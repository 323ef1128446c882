//! # Schema Setup
//!
//! The initial schema is embedded in the binary and applied on open.
//!
//! ## Process
//! ```text
//! ┌─────────────────────────────────────────────────────────────────────────┐
//! │                      Schema Setup                                       │
//! │                                                                         │
//! │  Database::new(config)                                                 │
//! │       │                                                                 │
//! │       ▼                                                                 │
//! │  _sqlx_migrations present? ── no ──► create it                         │
//! │       │                                                                 │
//! │       ▼                                                                 │
//! │  0001_initial_schema.sql applied? ── yes ──► nothing to do             │
//! │       │ no                                                              │
//! │       ▼                                                                 │
//! │  CREATE TABLE cart_items / orders / order_items (one transaction)      │
//! │       │                                                                 │
//! │       ▼                                                                 │
//! │  checksum recorded in _sqlx_migrations                                 │
//! └─────────────────────────────────────────────────────────────────────────┘
//! ```
//!
//! Only the initial schema ships with this crate. A file whose recorded
//! checksum no longer matches the embedded one fails with
//! `DbError::MigrationFailed` instead of being altered in place.

use sqlx::SqlitePool;
use tracing::{debug, info};

use crate::error::DbResult;

/// Migrations embedded from `migrations/sqlite` at compile time.
static MIGRATOR: sqlx::migrate::Migrator = sqlx::migrate!("../../migrations/sqlite");

/// Applies any embedded migration not yet recorded. Idempotent.
pub async fn run_migrations(pool: &SqlitePool) -> DbResult<()> {
    debug!(embedded = MIGRATOR.migrations.len(), "Checking schema");

    MIGRATOR.run(pool).await?;

    info!("Schema up to date");
    Ok(())
}

/// Schema bookkeeping for diagnostics.
#[derive(Debug, Clone, Copy, PartialEq, Eq)]
pub struct MigrationStatus {
    /// Migrations compiled into this build.
    pub embedded: usize,
    /// Migrations recorded as applied in the database.
    pub applied: usize,
}

impl MigrationStatus {
    /// True when every embedded migration has been applied.
    pub fn is_current(&self) -> bool {
        self.applied >= self.embedded
    }
}

/// Reports embedded versus applied migrations.
///
/// A database that was never migrated reports `applied == 0`.
pub async fn migration_status(pool: &SqlitePool) -> DbResult<MigrationStatus> {
    let tracked: Option<String> = sqlx::query_scalar(
        "SELECT name FROM sqlite_master WHERE type = 'table' AND name = '_sqlx_migrations'",
    )
    .fetch_optional(pool)
    .await?;

    let applied: i64 = match tracked {
        Some(_) => {
            sqlx::query_scalar("SELECT COUNT(*) FROM _sqlx_migrations WHERE success = 1")
                .fetch_one(pool)
                .await?
        }
        None => 0,
    };

    Ok(MigrationStatus {
        embedded: MIGRATOR.migrations.len(),
        applied: usize::try_from(applied).unwrap_or(0),
    })
}

#[cfg(test)]
mod tests {
    use super::*;
    use crate::pool::{Database, DbConfig};

    #[tokio::test]
    async fn test_status_before_and_after() {
        let db = Database::new(DbConfig::in_memory().run_migrations(false))
            .await
            .unwrap();

        let before = migration_status(db.pool()).await.unwrap();
        assert_eq!(before.applied, 0);
        assert!(!before.is_current());

        db.run_migrations().await.unwrap();
        db.run_migrations().await.unwrap();

        let after = migration_status(db.pool()).await.unwrap();
        assert_eq!(after.embedded, 1);
        assert_eq!(after.applied, 1);
        assert!(after.is_current());
    }

    #[tokio::test]
    async fn test_schema_tables_created() {
        let db = Database::new(DbConfig::in_memory()).await.unwrap();

        let tables: Vec<String> = sqlx::query_scalar(
            "SELECT name FROM sqlite_master WHERE type = 'table' \
             AND name IN ('cart_items', 'orders', 'order_items') ORDER BY name",
        )
        .fetch_all(db.pool())
        .await
        .unwrap();

        assert_eq!(tables, vec!["cart_items", "order_items", "orders"]);
    }
}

Your task
A verbatim copy of all the entries above is requested.

Exercise response
repository 323ef1128446c882
//! # Schema Setup
//!
//! The initial schema is embedded in the binary and applied on open.
//!
//! ## Process
//! ```text
//! ┌─────────────────────────────────────────────────────────────────────────┐
//! │                      Schema Setup                                       │
//! │                                                                         │
//! │  Database::new(config)                                                 │
//! │       │                                                                 │
//! │       ▼                                                                 │
//! │  _sqlx_migrations present? ── no ──► create it                         │
//! │       │                                                                 │
//! │       ▼                                                                 │
//! │  0001_initial_schema.sql applied? ── yes ──► nothing to do             │
//! │       │ no                                                              │
//! │       ▼                                                                 │
//! │  CREATE TABLE cart_items / orders / order_items (one transaction)      │
//! │       │                                                                 │
//! │       ▼                                                                 │
//! │  checksum recorded in _sqlx_migrations                                 │
//! └─────────────────────────────────────────────────────────────────────────┘
//! ```
//!
//! Only the initial schema ships with this crate. A file whose recorded
//! checksum no longer matches the embedded one fails with
//! `DbError::MigrationFailed` instead of being altered in place.

use sqlx::SqlitePool;
use tracing::{debug, info};

use crate::error::DbResult;

/// Migrations embedded from `migrations/sqlite` at compile time.
static MIGRATOR: sqlx::migrate::Migrator = sqlx::migrate!("../../migrations/sqlite");

/// Applies any embedded migration not yet recorded. Idempotent.
pub async fn run_migrations(pool: &SqlitePool) -> DbResult<()> {
    debug!(embedded = MIGRATOR.migrations.len(), "Checking schema");

    MIGRATOR.run(pool).await?;

    info!("Schema up to date");
    Ok(())
}

/// Schema bookkeeping for diagnostics.
#[derive(Debug, Clone, Copy, PartialEq, Eq)]
pub struct MigrationStatus {
    /// Migrations compiled into this build.
    pub embedded: usize,
    /// Migrations recorded as applied in the database.
    pub applied: usize,
}

impl MigrationStatus {
    /// True when every embedded migration has been applied.
    pub fn is_current(&self) -> bool {
        self.applied >= self.embedded
    }
}

/// Reports embedded versus applied migrations.
///
/// A database that was never migrated reports `applied == 0`.
pub async fn migration_status(pool: &SqlitePool) -> DbResult<MigrationStatus> {
    let tracked: Option<String> = sqlx::query_scalar(
        "SELECT name FROM sqlite_master WHERE type = 'table' AND name = '_sqlx_migrations'",
    )
    .fetch_optional(pool)
    .await?;

    let applied: i64 = match tracked {
        Some(_) => {
            sqlx::query_scalar("SELECT COUNT(*) FROM _sqlx_migrations WHERE success = 1")
                .fetch_one(pool)
                .await?
        }
        None => 0,
    };

    Ok(MigrationStatus {
        embedded: MIGRATOR.migrations.len(),
        applied: usize::try_from(applied).unwrap_or(0),
    })
}

#[cfg(test)]
mod tests {
    use super::*;
    use crate::pool::{Database, DbConfig};

    #[tokio::test]
    async fn test_status_before_and_after() {
        let db = Database::new(DbConfig::in_memory().run_migrations(false))
            .await
            .unwrap();

        let before = migration_status(db.pool()).await.unwrap();
        assert_eq!(before.applied, 0);
        assert!(!before.is_current());

        db.run_migrations().await.unwrap();
        db.run_migrations().await.unwrap();

        let after = migration_status(db.pool()).await.unwrap();
        assert_eq!(after.embedded, 1);
        assert_eq!(after.applied, 1);
        assert!(after.is_current());
    }

    #[tokio::test]
    async fn test_schema_tables_created() {
        let db = Database::new(DbConfig::in_memory()).await.unwrap();

        let tables: Vec<String> = sqlx::query_scalar(
            "SELECT name FROM sqlite_master WHERE type = 'table' \
             AND name IN ('cart_items', 'orders', 'order_items') ORDER BY name",
        )
        .fetch_all(db.pool())
        .await
        .unwrap();

        assert_eq!(tables, vec!["cart_items", "order_items", "orders"]);
    }
}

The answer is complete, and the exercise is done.